Question about lecture - Error analysis

Hello,

I have a question about the lecture in week 3 about Error analysis under “Machine learning development process”. Around the 5:13 mark, he says you can use more data and add more features to combat the misclassification of emails. Why is this the case?

I thought if the model misclassified the email it meant the model could not grasp the complexity of this problem, and thus it is a high-bias problem. And earlier he said a high bias problem is typically not solved by adding more data. I do understand why you would use more features.

Thanks,
Flim

Adding more data means that the fitting has to adapt to these data as well so maybe it doesn’t overfit anymore!

1 Like

Hi @Flimdejong ,

This lecture on Error Analysis is showing a different method to diagnose a learning algorithm performance problem. Having a view of which categories of data are mis-classified most often, then, getting more data or engineering more features is a way to help the algorithm to learn and improve its accuracy.

1 Like

how did you conclude it overfits?

That’s not conclusive analysis.

I can understand that yes. But that conclusion is from what I understood from the lectures.

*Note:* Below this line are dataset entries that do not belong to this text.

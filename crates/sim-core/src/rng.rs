//! Seeded random source. `StdRng` is documented by `rand` to produce a fixed,
//! versioned stream for a given seed, which is what bit-reproducible
//! simulations require; `ThreadRng` would not give that guarantee.

use rand::rngs::StdRng;
use rand::{Rng, SeedableRng};

pub struct SimRng {
    inner: StdRng,
}

impl SimRng {
    pub fn from_seed(seed: u64) -> Self {
        Self {
            inner: StdRng::seed_from_u64(seed),
        }
    }

    pub fn uniform01(&mut self) -> f64 {
        self.inner.gen_range(0.0..1.0)
    }

    pub fn bernoulli(&mut self, p: f64) -> bool {
        self.uniform01() < p
    }

    /// Inverse-transform sampling: `-ln(1 - u) / rate`. `rate <= 0` is
    /// treated as "never fires" and returns `f64::INFINITY`.
    pub fn exponential(&mut self, rate: f64) -> f64 {
        if rate <= 0.0 {
            return f64::INFINITY;
        }
        let u = self.uniform01();
        -(1.0 - u).ln() / rate
    }

    /// Draws an integer in `1..=n` (inclusive), used by reservoir sampling's
    /// `r ~ uniform{1..n}` step.
    pub fn uniform_index_1_based(&mut self, n: u64) -> u64 {
        (self.uniform01() * n as f64) as u64 + 1
    }

    /// Draws an integer in `0..n` (exclusive), used to pick a reservoir slot.
    pub fn uniform_index(&mut self, n: usize) -> usize {
        (self.uniform01() * n as f64) as usize
    }
}

/// Floors a sampled duration to an integer second. All scheduling in the
/// engine goes through this one helper so flooring stays consistent -
/// `as i64` truncation and flooring only agree for non-negative inputs, and
/// every duration here is non-negative by construction, but routing through
/// one function keeps that an enforced invariant rather than a convention.
pub fn floor_seconds(seconds: f64) -> i64 {
    seconds.floor() as i64
}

You can just as easily get incorrect predictions from overfitting (high variance) or underfitting (high bias).

Hello @Flimdejong,

To begin with, I think you are right that adding more data wouldn’t help a high-bias problem, and that’s exactly why we should doubt whether the model misclassifying emails to be due to high-bias if someone said adding data helped.

If you watch the video again at 6:34, 7:00, and 8:00, Andrew had repeatedly mentioned variance too (especially 8:00). I recommend you to go through that video again and this one too. Sometimes, reviewing a video twice in another day can give us a different view :wink: For example, how would we diagnose a bias and a variance problem? This is a must-clearly-know.

Cheers,
Raymond

1 Like

Ah I totally missed that. I will go through the video again. Thank you for your response!